Mike being human instead of a cat does nothing to curb his belief that he has the right to be wherever Harvey is, and he shows up on Harvey's doorstep at eight-thirty on Saturday night waving a file at him.
Of course he actually has something there, and Harvey spends twenty minutes trying to blow a hole in his argument before he gives it up. He's considering throwing Mike out when the real reason Mike came over comes up.
"You didn't let him top," Mike says. "The guy, last weekend," he clarifies. (Unnecessarily; Harvey does know what he's talking about.) "I was listening.
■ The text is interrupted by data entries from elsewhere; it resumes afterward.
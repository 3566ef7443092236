//! Classification results and event rows

use super::target::{ArtifactKind, Target};
use crate::services::dedup;
use serde::{Deserialize, Serialize};
use serde_json::{Map, Value};
use std::path::PathBuf;

/// What an analyzer reports for one file
///
/// Deserialized directly from the JSON an external analyzer prints.
#[derive(Debug, Clone, PartialEq, Serialize, Deserialize)]
pub struct ClassificationResult {
    pub score: f64,
    pub label: String,
    #[serde(default)]
    pub notes: Option<String>,
    #[serde(default)]
    pub evidence_paths: Vec<PathBuf>,
    /// Measured physical parameters (fch1, snr, drift_rate, ra, dec, ...)
    #[serde(default)]
    pub metrics: Map<String, Value>,
}

impl ClassificationResult {
    pub fn new(label: impl Into<String>, score: f64) -> Self {
        Self {
            score,
            label: label.into(),
            notes: None,
            evidence_paths: Vec::new(),
            metrics: Map::new(),
        }
    }

    /// A result without a label carries no classification
    pub fn is_empty(&self) -> bool {
        self.label.trim().is_empty()
    }
}

/// Kind-specific event columns
#[derive(Debug, Clone, PartialEq)]
pub enum EventDetails {
    Radio {
        fch1: Option<f64>,
        foff: Option<f64>,
        snr: Option<f64>,
        drift_rate: Option<f64>,
    },
    Image {
        ra: Option<f64>,
        dec: Option<f64>,
        annotated_path: Option<String>,
    },
}

/// Event row ready for the persist stage
#[derive(Debug, Clone, PartialEq)]
pub struct NewEvent {
    pub artifact_id: i64,
    pub kind: ArtifactKind,
    pub timestamp: String,
    pub label: String,
    pub score: f64,
    pub notes: Option<String>,
    pub evidence_paths: Vec<String>,
    pub details: EventDetails,
    /// Family signature the event is grouped under
    pub signature: String,
}

/// Identifiers assigned when an event is written
#[derive(Debug, Clone, PartialEq, Eq)]
pub struct PersistedEvent {
    pub event_id: i64,
    pub family_id: String,
    /// First sighting of this signature
    pub new_family: bool,
}

fn lookup_f64(sources: &[&Map<String, Value>], keys: &[&str]) -> Option<f64> {
    sources.iter().find_map(|map| {
        keys.iter()
            .find_map(|key| map.get(*key).and_then(dedup::value_as_f64))
    })
}

impl NewEvent {
    /// Build the event row for `artifact_id` from its target and analyzer output
    ///
    /// Analyzer metrics take precedence over discovery metadata.
    pub fn from_classification(
        artifact_id: i64,
        target: &Target,
        result: &ClassificationResult,
    ) -> Self {
        let sources = [&result.metrics, &target.metadata];

        let details = match target.kind {
            ArtifactKind::Radio => EventDetails::Radio {
                fch1: lookup_f64(&sources, &["fch1", "frequency", "f_center"]),
                foff: lookup_f64(&sources, &["foff"]),
                snr: lookup_f64(&sources, &["snr"]),
                drift_rate: lookup_f64(&sources, &["drift_rate", "drift"]),
            },
            ArtifactKind::Image => EventDetails::Image {
                ra: lookup_f64(&sources, &["ra"]),
                dec: lookup_f64(&sources, &["dec"]),
                annotated_path: result
                    .metrics
                    .get("annotated_path")
                    .and_then(Value::as_str)
                    .map(str::to_string),
            },
        };

        let mut signature_input = target.signature_metadata();
        for (key, value) in &result.metrics {
            signature_input.insert(key.clone(), value.clone());
        }

        Self {
            artifact_id,
            kind: target.kind,
            timestamp: omnisky_common::time::now_rfc3339(),
            label: result.label.clone(),
            score: result.score,
            notes: result.notes.clone(),
            evidence_paths: result
                .evidence_paths
                .iter()
                .map(|p| p.display().to_string())
                .collect(),
            details,
            signature: dedup::signature(target.kind, &signature_input),
        }
    }
}
//! Deduplication engine
//!
//! Two independent checks:
//! - exact content identity: SHA-256 over the downloaded bytes, claimed
//!   atomically in the store (see `ArtifactStore::record_download`)
//! - fuzzy event families: a signature over bucketed physical parameters, so
//!   near-identical detections from different files share one family

use crate::models::ArtifactKind;
use omnisky_common::{Error, Result};
use serde_json::{Map, Value};
use sha2::{Digest, Sha256};
use std::path::Path;

/// Chunk size used when hashing files from disk
pub const HASH_CHUNK_BYTES: usize = 1024 * 1024;

/// Hex-encoded SHA-256 of `bytes`
pub fn content_hash(bytes: &[u8]) -> String {
    format!("{:x}", Sha256::digest(bytes))
}

/// Incremental SHA-256 for content that arrives in pieces
///
/// Downloaders feed every chunk they write to disk, so the hash is ready the
/// moment the last byte lands.
#[derive(Debug, Clone, Default)]
pub struct StreamingHasher {
    hasher: Sha256,
    bytes: u64,
}

impl StreamingHasher {
    pub fn new() -> Self {
        Self::default()
    }

    pub fn update(&mut self, chunk: &[u8]) {
        self.hasher.update(chunk);
        self.bytes += chunk.len() as u64;
    }

    /// Bytes fed so far
    pub fn bytes(&self) -> u64 {
        self.bytes
    }

    /// Hex digest plus total byte count
    pub fn finalize(self) -> (String, u64) {
        (format!("{:x}", self.hasher.finalize()), self.bytes)
    }
}

/// SHA-256 of a file, read in 1 MiB chunks on a blocking thread
pub async fn hash_file(path: &Path) -> Result<String> {
    let path_buf = path.to_path_buf();
    tracing::debug!(path = %path_buf.display(), "Calculating SHA-256 hash");

    tokio::task::spawn_blocking(move || -> Result<String> {
        use std::fs::File;
        use std::io::Read;

        let mut file = File::open(&path_buf).map_err(|e| {
            Error::Io(std::io::Error::new(
                e.kind(),
                format!("Failed to open {} for hashing: {}", path_buf.display(), e),
            ))
        })?;

        let mut hasher = StreamingHasher::new();
        let mut buffer = vec![0u8; HASH_CHUNK_BYTES];

        loop {
            let bytes_read = file.read(&mut buffer)?;
            if bytes_read == 0 {
                break;
            }
            hasher.update(&buffer[..bytes_read]);
        }

        Ok(hasher.finalize().0)
    })
    .await
    .map_err(|e| Error::Internal(format!("Hash task panicked: {}", e)))?
}

/// Numeric view of a metadata value; numeric strings are accepted
pub fn value_as_f64(value: &Value) -> Option<f64> {
    let number = match value {
        Value::Number(n) => n.as_f64(),
        Value::String(s) => s.trim().parse::<f64>().ok(),
        _ => None,
    }?;
    number.is_finite().then_some(number)
}

fn text_field(metadata: &Map<String, Value>, key: &str) -> Option<String> {
    match metadata.get(key)? {
        Value::String(s) if !s.trim().is_empty() => Some(s.trim().to_string()),
        Value::Number(n) => Some(n.to_string()),
        _ => None,
    }
}

fn number_field(metadata: &Map<String, Value>, keys: &[&str]) -> f64 {
    keys.iter()
        .find_map(|key| metadata.get(*key).and_then(value_as_f64))
        .unwrap_or(0.0)
}

/// Round `value` to `decimals` places and render it with fixed precision
///
/// `-0.0` (including negatives that round to zero) renders as `0.0`.
fn bucket(value: f64, decimals: i32) -> String {
    let scale = 10f64.powi(decimals);
    let mut rounded = (value * scale).round() / scale;
    if rounded == 0.0 {
        rounded = 0.0;
    }
    format!("{:.*}", decimals as usize, rounded)
}

/// Raw signature text before hashing
pub fn signature_input(kind: ArtifactKind, metadata: &Map<String, Value>) -> String {
    match kind {
        ArtifactKind::Radio => {
            let object = text_field(metadata, "object_name")
                .map(|name| name.to_uppercase())
                .unwrap_or_else(|| "UNKNOWN".to_string());
            let frequency = number_field(metadata, &["frequency", "fch1"]);
            let drift = number_field(metadata, &["drift", "drift_rate"]);
            format!("{}|{}|{}", object, bucket(frequency, 1), bucket(drift, 1))
        }
        ArtifactKind::Image => {
            let ra = number_field(metadata, &["ra"]);
            let dec = number_field(metadata, &["dec"]);
            let epoch = text_field(metadata, "epoch").unwrap_or_else(|| "UNKNOWN".to_string());
            format!("{}|{}|{}", bucket(ra, 2), bucket(dec, 2), epoch)
        }
    }
}

/// Family signature of an event: hex SHA-256 of the bucketed parameters
///
/// Radio: `UPPER(object_name) | frequency to 0.1 MHz | drift to 0.1`.
/// Image: `ra to 0.01° | dec to 0.01° | epoch`.
pub fn signature(kind: ArtifactKind, metadata: &Map<String, Value>) -> String {
    content_hash(signature_input(kind, metadata).as_bytes())
}

#[cfg(test)]
mod tests {
    use super::*;
    use serde_json::json;
    use tempfile::TempDir;

    fn meta(value: Value) -> Map<String, Value> {
        value.as_object().cloned().unwrap()
    }

    #[test]
    fn test_content_hash_known_vector() {
        assert_eq!(
            content_hash(b"abc"),
            "ba7816bf8f01cfea414140de5dae2223b00361a396177a9cb410ff61f20015ad"
        );
    }

    #[test]
    fn test_streaming_matches_one_shot() {
        let mut hasher = StreamingHasher::new();
        hasher.update(b"ab");
        hasher.update(b"c");
        assert_eq!(hasher.bytes(), 3);
        assert_eq!(hasher.finalize(), (content_hash(b"abc"), 3));
    }

    #[tokio::test]
    async fn test_hash_file_matches_bytes() {
        let dir = TempDir::new().unwrap();
        let path = dir.path().join("sample.fil");
        let payload: Vec<u8> = (0..(HASH_CHUNK_BYTES + 17)).map(|i| (i % 251) as u8).collect();
        std::fs::write(&path, &payload).unwrap();

        assert_eq!(hash_file(&path).await.unwrap(), content_hash(&payload));
    }

    #[tokio::test]
    async fn test_hash_missing_file_is_io_error() {
        let dir = TempDir::new().unwrap();
        let result = hash_file(&dir.path().join("absent")).await;
        assert!(matches!(result, Err(Error::Io(_))));
    }

    #[test]
    fn test_radio_signature_buckets_within_tolerance() {
        let a = meta(json!({"object_name": " voyager-1 ", "frequency": 8419.29, "drift": 0.31}));
        let b = meta(json!({"object_name": "VOYAGER-1", "fch1": 8419.31, "drift_rate": 0.29}));
        let c = meta(json!({"object_name": "VOYAGER-1", "frequency": 8419.5, "drift": 0.3}));

        assert_eq!(signature_input(ArtifactKind::Radio, &a), "VOYAGER-1|8419.3|0.3");
        assert_eq!(signature(ArtifactKind::Radio, &a), signature(ArtifactKind::Radio, &b));
        assert_ne!(signature(ArtifactKind::Radio, &a), signature(ArtifactKind::Radio, &c));
    }

    #[test]
    fn test_image_signature_defaults_and_negative_zero() {
        let empty = Map::new();
        assert_eq!(signature_input(ArtifactKind::Image, &empty), "0.00|0.00|UNKNOWN");

        let near_zero = meta(json!({"ra": -0.001, "dec": "-0.004", "epoch": "1.2"}));
        assert_eq!(signature_input(ArtifactKind::Image, &near_zero), "0.00|0.00|1.2");
    }

    #[test]
    fn test_radio_defaults() {
        let empty = Map::new();
        assert_eq!(signature_input(ArtifactKind::Radio, &empty), "UNKNOWN|0.0|0.0");
    }

    #[test]
    fn test_value_as_f64() {
        assert_eq!(value_as_f64(&json!(1.5)), Some(1.5));
        assert_eq!(value_as_f64(&json!(" 2.25 ")), Some(2.25));
        assert_eq!(value_as_f64(&json!("NaN")), None);
        assert_eq!(value_as_f64(&json!(true)), None);
    }
}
You didn't let him top." Mike looks at him with what should be a puppy-dog expression but looks more like the kitten begging for bacon. "You should let me top."
Harvey laughs. "You think you've got what it takes?"
"I know I have what it takes." Mike manages to say it with a confidence Harvey's pretty sure is just Mike imitating him.
He gives Mike a shot, though, and finds out that Mike does have what it takes and there is something to be said for getting fucked on 600-thread count Egyptian cotton sheets on a Saturday night.
Mike's still there in the morning, and this Sunday Harvey both gives and gets a blowjob in the shower before making eggs and bacon. He divvies it out evenly, and somehow he still ends up hand feeding Mike bacon and getting his fingers licked for his trouble.